- National flag of the regiment
- Active: 1864–1865
- Country: United States of America
- Branch: Union Army US Colored Troops
- Type: Heavy Artillery
- Engagements: American Civil War

= 14th Regiment Heavy Artillery U.S. Colored Troops =

The 14th United States Colored Heavy Artillery Regiment, initially designated as the 1st North Carolina Colored Heavy Artillery Regiment was a unit of African-American troops recruited from North Carolina that served in the Union Army during the later stages of the American Civil War.

==Unit history==
Coastal North Carolina had been occupied by Union troops since 1862, but control of this region was threatened by Confederate advances in 1864. In February of that year Southern forces attacked New Bern, and although they were repulsed, this offensive led Union commanders to consider reinforcing the coastal region with new artillery regiments. Recruitment of Black troops for a new unit, initially designated as the 1st North Carolina Colored Heavy Artillery Regiment, commenced in March, 1864. Most African-American artillery troops in the Civil War were assigned to heavy artillery units, meaning they manned cannons built within fixed fortifications, rather than mobile field artillery. The officers of the new regiment were drawn from white Northern artillery units based in North Carolina, led by Major Thorndike C. Jameson of the 5th Rhode Island Heavy Artillery.

The 1st North Carolina Colored Artillery did not see combat, and it was mainly assigned to garrison forts, act as provost guards, and perform fatigue duty building fortifications. Recruiting officers offered cash bounties to men who enlisted in the regiment, and since the artillery would be stationed near the home region of many Black North Carolina enlistees rather than being deployed to Virginia, this regiment was an attractive proposition for soldiers seeking to support their families.

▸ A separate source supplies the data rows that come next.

//! Assign values from the layered source into record fields.
//!
//! Only non-zero values are written: a non-empty string or sequence, a
//! non-zero integer, `true`. Anything else leaves the field as it was, so a
//! field can never be reset to its zero value through this path.

use tracing::debug;

use crate::layers::Layers;
use crate::separator::{DEFAULT_SEPARATOR, resolve_separator};
use crate::types::{Record, Slot};
use crate::walk::{FieldDescriptor, walk};

/// Bind every leaf of `record` (nested records included) using `separator`
/// for sequence fields.
pub fn bind(layers: &Layers, record: &mut dyn Record, separator: &str) {
    walk(record, &mut |field| bind_field(layers, field, separator));
}

/// Bind each record in order.
///
/// The separator starts at [`DEFAULT_SEPARATOR`]; each record's resolved
/// separator becomes the fallback for the records after it.
pub fn bind_all(layers: &Layers, records: &mut [&mut dyn Record]) {
    let mut separator = DEFAULT_SEPARATOR.to_string();
    for record in records.iter_mut() {
        separator = resolve_separator(layers, &**record, &separator);
        bind(layers, &mut **record, &separator);
    }
}

fn bind_field(layers: &Layers, field: FieldDescriptor<'_>, separator: &str) {
    match field.slot {
        Slot::Sequence(target) => {
            let values = layers.get_sequence(&field.key, separator);
            if !values.is_empty() {
                *target = values;
            }
        }
        Slot::String(target) => {
            let value = layers.get_string(&field.key);
            let value = value.trim();
            if !value.is_empty() {
                *target = value.to_string();
            }
        }
        Slot::Int(target) => {
            let value = layers.get_int(&field.key);
            if value != 0 && !target.set_i64(value) {
                debug!(event = "cnf.bind.int_out_of_range", key = %field.key, value = value);
            }
        }
        Slot::Bool(target) => {
            if layers.get_bool(&field.key) {
                *target = true;
            }
        }
        Slot::Struct(_) => {}
    }
}
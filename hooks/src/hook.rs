use crate::{HookError, RunContext, SessionRunArgs, SessionRunValues};

/// Extension point invoked by [`MonitoredSession`](crate::MonitoredSession)
/// around every training step.
pub trait SessionRunHook {
    /// Called before the step runs. The returned request is resolved against
    /// the step's losses and delivered to `after_run`.
    fn before_run(&mut self, run_context: &RunContext)
        -> Result<Option<SessionRunArgs>, HookError>;

    fn after_run(
        &mut self,
        run_context: &mut RunContext,
        run_values: &SessionRunValues,
    ) -> Result<(), HookError>;
}
use thiserror::Error;

#[derive(Debug, Error)]
pub enum HookError {
    #[error("loss collection has no entry at index {index} (len {len})")]
    MissingLoss { index: usize, len: usize },

    #[error("requested loss at index {index} was not delivered to after_run")]
    MissingValue { index: usize },

    #[error(transparent)]
    Tensor(#[from] candle_core::Error),
}
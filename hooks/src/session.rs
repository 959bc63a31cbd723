use crate::{HookError, LossCollection, RunContext, SessionRunHook, SessionRunValues};

/// Runs training steps one at a time and drives every registered hook.
///
/// For each step: all `before_run` calls, then the step itself, then the
/// requested losses are resolved and every `after_run` is called in
/// registration order. Any hook or lookup failure aborts the step and is
/// returned to the caller untouched.
#[derive(Default)]
pub struct MonitoredSession {
    hooks: Vec<Box<dyn SessionRunHook>>,
    context: RunContext,
}

impl MonitoredSession {
    pub fn new() -> Self {
        Self::default()
    }

    pub fn add_hook<H>(&mut self, hook: H)
    where
        H: SessionRunHook + 'static,
    {
        self.hooks.push(Box::new(hook));
    }

    pub fn should_stop(&self) -> bool {
        self.context.stop_requested()
    }

    pub fn request_stop(&mut self) {
        self.context.request_stop();
    }

    /// Number of steps completed so far.
    pub fn steps(&self) -> u64 {
        self.context.step()
    }

    pub fn run<F>(&mut self, step: F) -> Result<LossCollection, HookError>
    where
        F: FnOnce(u64) -> candle_core::Result<LossCollection>,
    {
        let mut requests = Vec::with_capacity(self.hooks.len());
        for hook in self.hooks.iter_mut() {
            requests.push(hook.before_run(&self.context)?);
        }

        let losses = step(self.context.step())?;

        for (hook, request) in self.hooks.iter_mut().zip(requests) {
            let results = match request {
                Some(args) => Some(args.fetches.resolve(&losses)?),
                None => None,
            };
            hook.after_run(&mut self.context, &SessionRunValues { results })?;
        }

        self.context.advance();
        Ok(losses)
    }
}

In late 1864, the regiment was stationed at Morehead City and assigned to logistics duties, loading and unloading cargo in support of Union operations during the Carolinas campaign. To bolster these efforts, the regiment was expanded from four to twelve companies. The name of the regiment was changed to the 14th Heavy Artillery, United States Colored Troops, in March 1865, and following the end of the war it was mustered out of service in December, 1865.

==Commanders==
Commanding officers of the 14th US Colored Heavy Artillery Regiment:
- Lieutenant Colonel Walter S. Poor
- Major Thorndike C. Jameson, dismissed 1864.